# SUPPLIED DATA:
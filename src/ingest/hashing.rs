//! Content hashes identifying a member version within its organization.
//!
//! Both hashes are `<sha256 hex>,<organization_id>`. File rows get theirs at
//! parse time; rows that arrive without one are hashed by the dedup pass.

use serde_json::{Map, Value};
use sha2::{Digest, Sha256};

use crate::domain::{AddressFields, Member};

pub const HASH_VERSION: i32 = 2;

/// Suffix of the hash carried by the version that expires an identity.
pub const EXPIRED_SUFFIX: &str = ",expired";

const HEALTH_PLAN_KEY: &str = "health_plan_values";

/// Record keys stamped on stream rows by the sender; they must not change a hash.
const STREAM_RECORD_KEYS: [&str; 2] = ["received_ts", "mvn_batch_record_id"];

fn text(value: Option<&Value>) -> String {
    match value {
        None | Some(Value::Null) => String::new(),
        Some(Value::String(s)) => s.clone(),
        Some(other) => other.to_string(),
    }
}

fn sorted_pairs<'a>(entries: impl Iterator<Item = (&'a String, &'a Value)>) -> String {
    let mut pairs: Vec<String> = entries
        .map(|(key, value)| format!("{key}:{}", text(Some(value))))
        .collect();
    pairs.sort();
    format!("[{}]", pairs.join(", "))
}

fn finish(raw: &str, organization_id: i64) -> String {
    format!("{},{organization_id}", hex::encode(Sha256::digest(raw.as_bytes())))
}

/// Hash of a parsed census row. `fields` is the row after conversion, `record`
/// the copy that will be stored on the member.
pub fn file_record_hash(
    fields: &Map<String, Value>,
    record: &Map<String, Value>,
    custom_attributes: &Map<String, Value>,
    organization_id: i64,
) -> String {
    let field = |key: &str| text(fields.get(key));
    let custom = if custom_attributes.is_empty() {
        String::new()
    } else {
        sorted_pairs(
            custom_attributes
                .iter()
                .filter(|(key, _)| key.as_str() != HEALTH_PLAN_KEY),
        )
    };
    let health_plan = custom_attributes
        .get(HEALTH_PLAN_KEY)
        .and_then(Value::as_object)
        .filter(|values| !values.is_empty())
        .map(|values| sorted_pairs(values.iter()))
        .unwrap_or_default();

    let raw = [
        field("first_name"),
        field("last_name"),
        organization_id.to_string(),
        field("unique_corp_id"),
        field("date_of_birth"),
        field("state"),
        field("work_state"),
        field("country"),
        field("email"),
        field("dependent_id"),
        sorted_pairs(record.iter().filter(|(key, _)| key.as_str() != "file_id")),
        field("do_not_contact"),
        field("gender"),
        custom,
        health_plan,
    ]
    .join(",");
    finish(&raw, organization_id)
}

/// Hash of a stored member that arrived without one (stream-sourced rows).
pub fn member_hash(member: &Member, address: Option<&AddressFields>) -> String {
    let opt = |value: &Option<String>| value.clone().unwrap_or_default();
    let address_csv = address
        .map(|address| {
            [
                opt(&address.address_1),
                opt(&address.city),
                opt(&address.state),
                opt(&address.postal_code),
                opt(&address.address_2),
                opt(&address.postal_code_suffix),
                opt(&address.country_code),
            ]
            .join(",")
        })
        .unwrap_or_default();

    let record = match &member.record {
        Value::Object(map) => sorted_pairs(
            map.iter()
                .filter(|(key, _)| !STREAM_RECORD_KEYS.contains(&key.as_str())),
        ),
        _ => String::from("[]"),
    };
    let custom = match &member.custom_attributes {
        Value::Object(map) => sorted_pairs(map.iter()),
        _ => String::from("[]"),
    };
    let date = |date: Option<chrono::NaiveDate>| date.map(|d| d.to_string()).unwrap_or_default();

    let raw = [
        member.first_name.clone(),
        member.last_name.clone(),
        member.organization_id.to_string(),
        member.unique_corp_id.clone(),
        member.date_of_birth.to_string(),
        opt(&member.work_state),
        member.email.clone(),
        member.dependent_id.clone(),
        record,
        address_csv,
        opt(&member.do_not_contact),
        opt(&member.gender_code),
        opt(&member.employer_assigned_id),
        date(member.effective_range.upper),
        date(member.effective_range.lower),
        custom,
    ]
    .join(",");
    finish(&raw, member.organization_id)
}
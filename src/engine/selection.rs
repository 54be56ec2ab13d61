//! Narrowing finder candidates down to the member (or members) a check returns.

use std::collections::{BTreeMap, HashMap};

use chrono::{DateTime, Utc};
use tracing::error;

use super::error::{EligibilityError, EligibilityMethod, EligibilityResult, MULTIPLE_ORGANIZATIONS};
use crate::domain::{Member, Organization};

/// Members whose organization is known and active at `now`.
pub fn in_active_organizations(
    candidates: Vec<Member>,
    organizations: &HashMap<i64, Organization>,
    now: DateTime<Utc>,
) -> Vec<Member> {
    candidates
        .into_iter()
        .filter(|member| {
            organizations
                .get(&member.organization_id)
                .map_or(false, |org| org.is_active(now))
        })
        .collect()
}

/// Exactly one member from exactly one active organization.
pub fn single_member(
    method: EligibilityMethod,
    candidates: Vec<Member>,
    organizations: &HashMap<i64, Organization>,
    now: DateTime<Utc>,
) -> EligibilityResult<Member> {
    if candidates.is_empty() {
        return Err(EligibilityError::not_found(method));
    }

    let active = in_active_organizations(candidates, organizations, now);
    if active.is_empty() {
        return Err(EligibilityError::inactive_organization(method));
    }

    let mut by_org: BTreeMap<i64, Vec<Member>> = BTreeMap::new();
    for member in active {
        by_org.entry(member.organization_id).or_default().push(member);
    }

    if by_org.len() > 1 {
        let organization_ids: Vec<i64> = by_org.keys().copied().collect();
        error!(
            method = %method,
            ?organization_ids,
            "multiple organization records found for user"
        );
        return Err(EligibilityError::MatchMultiple {
            method,
            message: MULTIPLE_ORGANIZATIONS.to_string(),
        });
    }

    let mut members = by_org.into_values().next().unwrap_or_default();
    match members.len() {
        0 => Err(EligibilityError::not_found(method)),
        1 => Ok(members.remove(0)),
        _ => Err(EligibilityError::multiple(method)),
    }
}

/// Newest member (by `updated_at`) of every active organization, ordered by organization.
pub fn one_per_active_organization(
    candidates: Vec<Member>,
    organizations: &HashMap<i64, Organization>,
    now: DateTime<Utc>,
) -> Vec<Member> {
    let mut newest: BTreeMap<i64, Member> = BTreeMap::new();
    for member in in_active_organizations(candidates, organizations, now) {
        match newest.get(&member.organization_id) {
            Some(current) if current.updated_at >= member.updated_at => {}
            _ => {
                newest.insert(member.organization_id, member);
            }
        }
    }
    newest.into_values().collect()
}

/// Over-eligibility candidate filter: a supplied email must agree with any email
/// on the row, and healthplan organizations narrow to rows carrying the supplied
/// corp id whenever at least one does.
pub fn overeligibility_candidates(
    candidates: Vec<Member>,
    email: Option<&str>,
    unique_corp_id: Option<&str>,
    organizations: &HashMap<i64, Organization>,
) -> Vec<Member> {
    let email = email
        .map(|value| value.trim().to_lowercase())
        .filter(|value| !value.is_empty());
    let corp_id = unique_corp_id
        .map(|value| value.trim().to_lowercase())
        .filter(|value| !value.is_empty());

    let filtered: Vec<Member> = candidates
        .into_iter()
        .filter(|member| match &email {
            Some(expected) => {
                let actual = member.email.trim().to_lowercase();
                actual.is_empty() || actual == *expected
            }
            None => true,
        })
        .collect();

    let Some(corp_id) = corp_id else {
        return filtered;
    };

    let mut by_org: BTreeMap<i64, Vec<Member>> = BTreeMap::new();
    for member in filtered {
        by_org.entry(member.organization_id).or_default().push(member);
    }

    by_org
        .into_iter()
        .flat_map(|(organization_id, members)| {
            let healthplan = organizations
                .get(&organization_id)
                .map_or(false, Organization::is_healthplan);
            let any_match = members
                .iter()
                .any(|member| member.unique_corp_id.trim().to_lowercase() == corp_id);
            if healthplan && any_match {
                members
                    .into_iter()
                    .filter(|member| member.unique_corp_id.trim().to_lowercase() == corp_id)
                    .collect::<Vec<_>>()
            } else {
                members
            }
        })
        .collect()
}
use serde_json::Value;

/// Walks a dotted path (`a.b.c`) through nested objects. String values that hold
/// a JSON document are decoded before descending.
pub fn lookup_path(root: &Value, path: &str) -> Option<Value> {
    let mut current = root.clone();
    for component in path.split('.') {
        let next = match current {
            Value::Object(mut map) => map.remove(component),
            Value::String(raw) => match serde_json::from_str::<Value>(&raw) {
                Ok(Value::Object(mut map)) => map.remove(component),
                _ => None,
            },
            _ => None,
        };
        match next {
            None | Some(Value::Null) => return None,
            Some(value) => current = value,
        }
    }
    Some(current)
}

/// Renders a scalar as a lookup key: strings as-is, booleans as `true`/`false`,
/// numbers without quotes. Null has no key.
pub fn scalar_key(value: &Value) -> Option<String> {
    match value {
        Value::Null => None,
        Value::String(text) => Some(text.clone()),
        Value::Bool(flag) => Some(flag.to_string()),
        Value::Number(number) => Some(number.to_string()),
        other => Some(other.to_string()),
    }
}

# WHAT YOU HAVE TO DO:
When a line of the records above contains the string "stored", count it once; then give the total and nothing else.

# THE COMPLETED TASK:
2